#### PROBLEM DETAILS
Count how many lines in this material contain "MediaDto". The answer is that number alone.

═══

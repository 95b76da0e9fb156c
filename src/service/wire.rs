//! JSON shapes of the gallery API and their conversion into engine models.

use chrono::{DateTime, Utc};
use serde::{Deserialize, Serialize};

use crate::models::{FullAsset, MediaKind, Page, Record, Stats, Thumbnail};

#[derive(Debug, Clone, Deserialize)]
pub struct FilesResponse {
    pub files: Vec<FileDto>,
    pub pagination: PaginationDto,
}

#[derive(Debug, Clone, Deserialize)]
#[serde(rename_all = "PascalCase")]
pub struct FileDto {
    #[serde(rename = "ID")]
    pub id: u64,
    pub hash: String,
    pub created_at: DateTime<Utc>,
    pub filename: String,
    pub size: i64,
    pub mime_type: String,
    #[serde(default)]
    pub last_modified: i64,
    #[serde(default)]
    pub image: Option<MediaDto>,
    #[serde(default)]
    pub video: Option<MediaDto>,
}

/// Shared shape of the `Image` and `Video` objects.
#[derive(Debug, Clone, Deserialize)]
#[serde(rename_all = "PascalCase")]
pub struct MediaDto {
    #[serde(default)]
    pub full_mime_type: String,
    #[serde(default)]
    pub width: u32,
    #[serde(default)]
    pub height: u32,
    #[serde(default)]
    pub thumbnail_width: u32,
    #[serde(default)]
    pub thumbnail_height: u32,
    #[serde(default)]
    pub thumbnail_base64: String,
    #[serde(default)]
    pub length: Option<u64>,
}

#[derive(Debug, Clone, Deserialize)]
pub struct PaginationDto {
    pub total_records: u64,
    pub current_page: u32,
    pub total_pages: u32,
    pub next_page: Option<u32>,
    pub prev_page: Option<u32>,
}

#[derive(Debug, Clone, Deserialize)]
pub struct StatsDto {
    pub count: u64,
    pub video_count: u64,
    pub image_count: u64,
    pub favorite_count: u64,
}

#[derive(Debug, Clone, Serialize)]
pub struct DeleteRequest {
    pub ids: String,
}

/// Error body the server sends with non-2xx responses.
#[derive(Debug, Clone, Deserialize)]
pub struct ErrorBody {
    pub error: String,
}

impl From<FileDto> for Record {
    fn from(dto: FileDto) -> Self {
        let kind = MediaKind::from_mime(&dto.mime_type).unwrap_or(if dto.video.is_some() {
            MediaKind::Video
        } else {
            MediaKind::Image
        });
        let media = match kind {
            MediaKind::Video => dto.video.or(dto.image),
            MediaKind::Image => dto.image.or(dto.video),
        };
        let (thumbnail, full) = match media {
            Some(m) => (
                Thumbnail {
                    width: m.thumbnail_width,
                    height: m.thumbnail_height,
                    encoded_preview: m.thumbnail_base64,
                },
                FullAsset {
                    width: m.width,
                    height: m.height,
                    mime_type: m.full_mime_type,
                    length_secs: m.length,
                },
            ),
            None => (
                Thumbnail {
                    width: 0,
                    height: 0,
                    encoded_preview: String::new(),
                },
                FullAsset {
                    width: 0,
                    height: 0,
                    mime_type: String::new(),
                    length_secs: None,
                },
            ),
        };

        Record {
            id: dto.id,
            content_hash: dto.hash,
            created_at: dto.created_at,
            filename: dto.filename,
            size_bytes: dto.size,
            kind,
            thumbnail,
            full,
            // Listing does not carry favorite state; it is reconciled per record.
            is_favorite: false,
        }
    }
}

impl From<FilesResponse> for Page {
    fn from(response: FilesResponse) -> Self {
        let p = response.pagination;
        Page {
            records: response.files.into_iter().map(Record::from).collect(),
            page_number: p.current_page,
            total_records: p.total_records,
            total_pages: p.total_pages,
            next_page: p.next_page,
            prev_page: p.prev_page,
        }
    }
}

impl From<StatsDto> for Stats {
    fn from(dto: StatsDto) -> Self {
        Stats {
            count: dto.count,
            image_count: dto.image_count,
            video_count: dto.video_count,
            favorite_count: dto.favorite_count,
        }
    }
}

═══

#### YOUR RESPONSE
3